Monday 21 January 2013

Faulks, Sebastian "Birdsong"


Faulks, Sebastian "Birdsong. A Novel of Love and War" - 1993

The novel starts with a quote: Rabindranath Tagore says in "Gitanjali: "When I go from hence, let this be my parting word, that what I have seen is unsurpassable."

The author has successfully tried to describe something unsurpassable, something so astonishingly unimaginable that I am asking myself two questions: Why I haven't read this any earlier? and Why isn't this book better known? It should be an obligatory read for every teenager who thinks about entering the army and every politician who even remotely considers starting a war.

Now, today wars are fought differently. Or so they want to make us believe. But if you read "Birdsong", you will see that the tragedies of losing friends and loved ones in a war cannot be changed, it will remain the same, no matter how they get killed.

There are few war books that describe the feelings of the soldiers during their fights as good as this one.
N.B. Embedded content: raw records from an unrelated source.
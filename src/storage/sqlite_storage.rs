use crate::{
    error::{Result, TaskifyError},
    storage::Storage,
};
use async_trait::async_trait;
use rusqlite::{params, Connection, OptionalExtension};
use std::{path::Path, sync::Mutex};

/// SQLite-backed key-value storage
pub struct SqliteStorage {
    connection: Mutex<Connection>,
}

fn sqlite_error(err: rusqlite::Error) -> TaskifyError {
    TaskifyError::Storage(err.to_string())
}

impl SqliteStorage {
    /// Opens (or creates) a database file
    pub fn open(database_path: impl AsRef<Path>) -> Result<Self> {
        let connection = Connection::open(database_path).map_err(sqlite_error)?;
        Self::with_connection(connection)
    }

    /// Opens a private in-memory database
    pub fn in_memory() -> Result<Self> {
        let connection = Connection::open_in_memory().map_err(sqlite_error)?;
        Self::with_connection(connection)
    }

    fn with_connection(connection: Connection) -> Result<Self> {
        connection
            .execute_batch(
                "CREATE TABLE IF NOT EXISTS kv (
                    key   TEXT PRIMARY KEY NOT NULL,
                    value TEXT NOT NULL
                )",
            )
            .map_err(sqlite_error)?;
        Ok(Self {
            connection: Mutex::new(connection),
        })
    }

    fn lock(&self) -> Result<std::sync::MutexGuard<'_, Connection>> {
        self.connection
            .lock()
            .map_err(|_| TaskifyError::Storage("sqlite connection lock poisoned".to_string()))
    }
}

#[async_trait]
impl Storage for SqliteStorage {
    async fn read(&self, key: &str) -> Result<Option<String>> {
        let connection = self.lock()?;
        connection
            .query_row("SELECT value FROM kv WHERE key = ?1", params![key], |row| {
                row.get(0)
            })
            .optional()
            .map_err(sqlite_error)
    }

    async fn write(&self, key: &str, value: &str) -> Result<()> {
        let connection = self.lock()?;
        connection
            .execute(
                "INSERT INTO kv (key, value) VALUES (?1, ?2)
                 ON CONFLICT(key) DO UPDATE SET value = excluded.value",
                params![key, value],
            )
            .map_err(sqlite_error)?;
        Ok(())
    }
}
An absolute MUST.

From the back cover:

"Set before and during the great war, Birdsong captures the drama of that era on both a national and a personal scale. It is the story of Stephen, a young Englishman, who arrives in Amiens in 1910. Over the course of the novel he suffers a series of traumatic experiences, from the clandestine love affair that tears apart the family with whom he lives, to the unprecedented experiences of the war itself."